Esperion sets course for phase 3 pediatric cholesterol drug trials

Published 20/03/2025, 13:08
Esperion sets course for phase 3 pediatric cholesterol drug trials

ANN ARBOR, Mich. - Esperion (NASDAQ:ESPR), a $330 million market cap pharmaceutical company whose stock has surged over 11% in the past week, has secured a regulatory path with the U.S. Food and Drug Administration (FDA) to initiate Phase 3 clinical trials for its cholesterol-lowering drug bempedoic acid, both alone and in combination with ezetimibe, targeting pediatric patients with familial hypercholesterolemia (FH). According to InvestingPro data, the company has demonstrated remarkable revenue growth of 186% over the last twelve months. The company announced its plans to begin these trials within the current year after confirming sufficient data from its Phase 2 studies. While InvestingPro analysis shows the company operates with significant debt and isn’t currently profitable, its strong gross profit margin of 65% suggests efficient core operations.

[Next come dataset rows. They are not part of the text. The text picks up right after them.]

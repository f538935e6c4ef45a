use crate::report::ReportStatus;

/// Run lifecycle events emitted by the scheduler.
#[derive(Debug, Clone, PartialEq, Eq)]
pub enum RunEvent {
    RunStart {
        budget: u32,
    },
    TaskAdmitted {
        task: String,
        /// `None` for blocking tasks, which run outside the budget.
        cost: Option<u32>,
        running_cost: u32,
    },
    TaskFinished {
        task: String,
        status: ReportStatus,
        duration_ms: u64,
    },
    /// Emitted once when a failure stops further admissions.
    Stopping {
        task: String,
    },
    RunEnd {
        success: bool,
        duration_ms: u64,
    },
}

/// Receives scheduler events (progress display, event logs, tests).
pub trait RunObserver: Send + Sync {
    fn on_event(&self, event: &RunEvent);
}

Familial hypercholesterolemia is a genetic disorder characterized by high cholesterol levels from birth, leading to a higher risk of cardiovascular disease. It comes in two forms: heterozygous FH (HeFH), which affects 1 in 250 births, and the rarer homozygous FH (HoFH), occurring in 1 in 300,000 births. Bempedoic acid has been granted orphan drug designation by the FDA for its potential in treating HoFH.

The upcoming CLEAR Path 2 and CLEAR Path 3 studies will evaluate the efficacy and safety of bempedoic acid over a one-year period. These randomized, double-blind, placebo-controlled trials will involve a 24-week treatment phase followed by a 28-week open-label extension. The studies aim to include children with HeFH or HoFH and LDL-C levels of ≥130 mg/dL while on an optimal dose of a statin.

Sheldon Koenig, President and CEO of Esperion, expressed satisfaction with the FDA’s indication that the company’s data is adequate to proceed into Phase 3 clinical trials. Additionally, this agreement aligns with Esperion’s lifecycle management plan, potentially extending patent protection for bempedoic acid products by an additional six months, through June 2031.

Esperion Therapeutics focuses on developing non-statin, oral, once-daily medications for patients at risk for cardiovascular disease with elevated low-density lipoprotein cholesterol (LDL-C). The company emphasizes the importance of early detection and treatment of FH to control LDL cholesterol levels and reduce cardiovascular risk.

The information in this article is based on a press release statement and is intended to provide an overview of Esperion’s recent developments without offering opinions or recommendations. For a comprehensive analysis of Esperion’s financial health and future prospects, including additional ProTips and detailed metrics, explore the full company research report available on InvestingPro, which covers over 1,400 US stocks with deep-dive analysis and actionable insights.

In other recent news, Esperion Therapeutics reported a significant revenue increase of 114% year-over-year for the fourth quarter of 2024, reaching $69.1 million and surpassing the forecast of $63.45 million. The company’s earnings per share (EPS) was reported at -$0.11, which was better than the anticipated -$0.14. This robust performance was driven by a 52% increase in U.S. net product revenue and a 227% surge in collaboration revenue. Esperion ended the fiscal year 2024 with approximately $145 million in cash, positioning the company well for future investments.

Esperion’s revenues were buoyed by a milestone payment from its Japanese partner Otsuka, despite U.S. net product sales for the quarter falling short of expectations. The company experienced a 12% sequential demand growth, although this was partially offset by the effects of the Medicare coverage gap. Management anticipates that the impact of the Medicare coverage gap on earnings will be a one-time event, with net revenue expected to better reflect demand growth in 2025. Esperion expanded its healthcare provider base by 10% and increased payer access to 173 million lives in the U.S.

Analysts at JMP maintained their Market Outperform rating and a $4.00 price target for Esperion, citing confidence in the company’s growth trajectory and ongoing U.S. commercialization efforts. The company is also exploring new therapeutic opportunities and developing triple combination products aimed at reducing LDL cholesterol by over 60%. Esperion anticipates more consistent revenue growth in 2025, with plans to expand its market presence in Japan, Israel, and Canada.